Copy the lines below exactly. Start at the first and finish with the line containing "pub fn sub_months(&self, n: i64)".

(DATA LISTING begins)

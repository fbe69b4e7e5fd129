//! 計劃期間（月份桶）
//!
//! 所有時間運算都以 [`Period`] 進行，不直接操作日期。

use chrono::{Datelike, NaiveDate};
use serde::{Deserialize, Serialize};
use std::fmt;
use std::str::FromStr;

use crate::{PlanError, Result};

/// 日曆月份 (年, 月)
///
/// 欄位順序為 (year, month)，因此推導出的排序即為時間順序。
#[derive(Debug, Clone, Copy, PartialEq, Eq, PartialOrd, Ord, Hash, Serialize, Deserialize)]
#[serde(try_from = "String", into = "String")]
pub struct Period {
    year: i32,
    month: u32,
}

impl Period {
    /// 創建新的期間（月份必須介於 1..=12）
    pub fn new(year: i32, month: u32) -> Result<Self> {
        if !(1..=12).contains(&month) {
            return Err(PlanError::InvalidPeriod(format!("{year}-{month}")));
        }
        if !(1..=9999).contains(&year) {
            return Err(PlanError::InvalidPeriod(format!("{year}-{month}")));
        }
        Ok(Self { year, month })
    }

    pub fn year(&self) -> i32 {
        self.year
    }

    pub fn month(&self) -> u32 {
        self.month
    }

    /// 連續月份序號（年 × 12 + 月 - 1）
    pub fn index(&self) -> i64 {
        i64::from(self.year) * 12 + i64::from(self.month) - 1
    }

    fn from_index(index: i64) -> Self {
        Self {
            year: index.div_euclid(12) as i32,
            month: index.rem_euclid(12) as u32 + 1,
        }
    }

    /// 往後（或往前，n 為負）推算 n 個月
    pub fn add_months(&self, n: i64) -> Self {
        Self::from_index(self.index() + n)
    }

    /// 往前推算 n 個月
    pub fn sub_months(&self, n: i64) -> Self {
        self.add_months(-n)
    }

    /// 從 self 到 other 相差的月數（other 較早時為負）
    pub fn months_until(&self, other: Period) -> i64 {
        other.index() - self.index()
    }

    /// 下一個月
    pub fn succ(&self) -> Self {
        self.add_months(1)
    }

    /// 上一個月
    pub fn pred(&self) -> Self {
        self.add_months(-1)
    }

    /// 從 start 開始連續 count 個月
    pub fn range(start: Period, count: usize) -> Vec<Period> {
        (0..count as i64).map(|i| start.add_months(i)).collect()
    }

    /// 閉區間 [start, end] 內的所有月份；end 早於 start 時為空
    pub fn span(start: Period, end: Period) -> Vec<Period> {
        let count = start.months_until(end) + 1;
        if count <= 0 {
            return Vec::new();
        }
        Self::range(start, count as usize)
    }

    /// 日期所屬的月份
    pub fn from_date(date: NaiveDate) -> Self {
        Self {
            year: date.year(),
            month: date.month(),
        }
    }

    /// 月份第一天
    pub fn first_day(&self) -> Result<NaiveDate> {
        NaiveDate::from_ymd_opt(self.year, self.month, 1)
            .ok_or_else(|| PlanError::InvalidPeriod(self.to_string()))
    }
}

impl fmt::Display for Period {
    fn fmt(&self, f: &mut fmt::Formatter<'_>) -> fmt::Result {
        write!(f, "{:04}-{:02}", self.year, self.month)
    }
}

impl FromStr for Period {
    type Err = PlanError;

    /// 解析 `YYYY-MM`（亦接受 `YYYY-M`）
    fn from_str(s: &str) -> Result<Self> {
        let invalid = || PlanError::InvalidPeriod(s.to_string());
        let (year, month) = s.trim().split_once('-').ok_or_else(invalid)?;
        let year: i32 = year.parse().map_err(|_| invalid())?;
        let month: u32 = month.parse().map_err(|_| invalid())?;
        Period::new(year, month)
    }
}

impl TryFrom<String> for Period {
    type Error = PlanError;

    fn try_from(value: String) -> Result<Self> {
        value.parse()
    }
}

impl From<Period> for String {
    fn from(period: Period) -> Self {
        period.to_string()
    }
}

#[cfg(test)]
mod tests {
    use super::*;
    use rstest::rstest;

    fn p(year: i32, month: u32) -> Period {
        Period::new(year, month).unwrap()
    }

    #[test]
    fn test_period_ordering() {
        assert!(p(2024, 12) < p(2025, 1));
        assert!(p(2025, 2) > p(2025, 1));
    }

    #[rstest]
    #[case(p(2024, 11), 3, p(2025, 2))]
    #[case(p(2025, 1), -1, p(2024, 12))]
    #[case(p(2025, 6), -18, p(2023, 12))]
    #[case(p(2025, 6), 0, p(2025, 6))]
    fn test_add_months(#[case] start: Period, #[case] n: i64, #[case] expected: Period) {
        assert_eq!(start.add_months(n), expected);
        assert_eq!(start.months_until(expected), n);
    }

    #[test]
    fn test_parse_and_display() {
        let period: Period = "2025-03".parse().unwrap();
        assert_eq!(period, p(2025, 3));
        assert_eq!(period.to_string(), "2025-03");
        assert_eq!("2025-7".parse::<Period>().unwrap(), p(2025, 7));

        assert!("2025-13".parse::<Period>().is_err());
        assert!("2025".parse::<Period>().is_err());
        assert!("abcd-01".parse::<Period>().is_err());
    }

    #[test]
    fn test_span_and_range() {
        let span = Period::span(p(2024, 11), p(2025, 2));
        assert_eq!(span, vec![p(2024, 11), p(2024, 12), p(2025, 1), p(2025, 2)]);
        assert!(Period::span(p(2025, 2), p(2025, 1)).is_empty());
        assert_eq!(Period::range(p(2025, 1), 12).last(), Some(&p(2025, 12)));
    }

    #[test]
    fn test_date_conversion() {
        let date = NaiveDate::from_ymd_opt(2025, 11, 20).unwrap();
        let period = Period::from_date(date);
        assert_eq!(period, p(2025, 11));
        assert_eq!(
            period.first_day().unwrap(),
            NaiveDate::from_ymd_opt(2025, 11, 1).unwrap()
        );
    }

    #[test]
    fn test_serde_as_string() {
        let json = serde_json::to_string(&p(2025, 4)).unwrap();
        assert_eq!(json, "\"2025-04\"");
        let back: Period = serde_json::from_str(&json).unwrap();
        assert_eq!(back, p(2025, 4));
    }
}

(DATA LISTING ends)

## EXERCISE SOLUTION
repository fbe69b4e7e5fd129
//! 計劃期間（月份桶）
//!
//! 所有時間運算都以 [`Period`] 進行，不直接操作日期。

use chrono::{Datelike, NaiveDate};
use serde::{Deserialize, Serialize};
use std::fmt;
use std::str::FromStr;

use crate::{PlanError, Result};

/// 日曆月份 (年, 月)
///
/// 欄位順序為 (year, month)，因此推導出的排序即為時間順序。
#[derive(Debug, Clone, Copy, PartialEq, Eq, PartialOrd, Ord, Hash, Serialize, Deserialize)]
#[serde(try_from = "String", into = "String")]
pub struct Period {
    year: i32,
    month: u32,
}

impl Period {
    /// 創建新的期間（月份必須介於 1..=12）
    pub fn new(year: i32, month: u32) -> Result<Self> {
        if !(1..=12).contains(&month) {
            return Err(PlanError::InvalidPeriod(format!("{year}-{month}")));
        }
        if !(1..=9999).contains(&year) {
            return Err(PlanError::InvalidPeriod(format!("{year}-{month}")));
        }
        Ok(Self { year, month })
    }

    pub fn year(&self) -> i32 {
        self.year
    }

    pub fn month(&self) -> u32 {
        self.month
    }

    /// 連續月份序號（年 × 12 + 月 - 1）
    pub fn index(&self) -> i64 {
        i64::from(self.year) * 12 + i64::from(self.month) - 1
    }

    fn from_index(index: i64) -> Self {
        Self {
            year: index.div_euclid(12) as i32,
            month: index.rem_euclid(12) as u32 + 1,
        }
    }

    /// 往後（或往前，n 為負）推算 n 個月
    pub fn add_months(&self, n: i64) -> Self {
        Self::from_index(self.index() + n)
    }

    /// 往前推算 n 個月
    pub fn sub_months(&self, n: i64) -> Self {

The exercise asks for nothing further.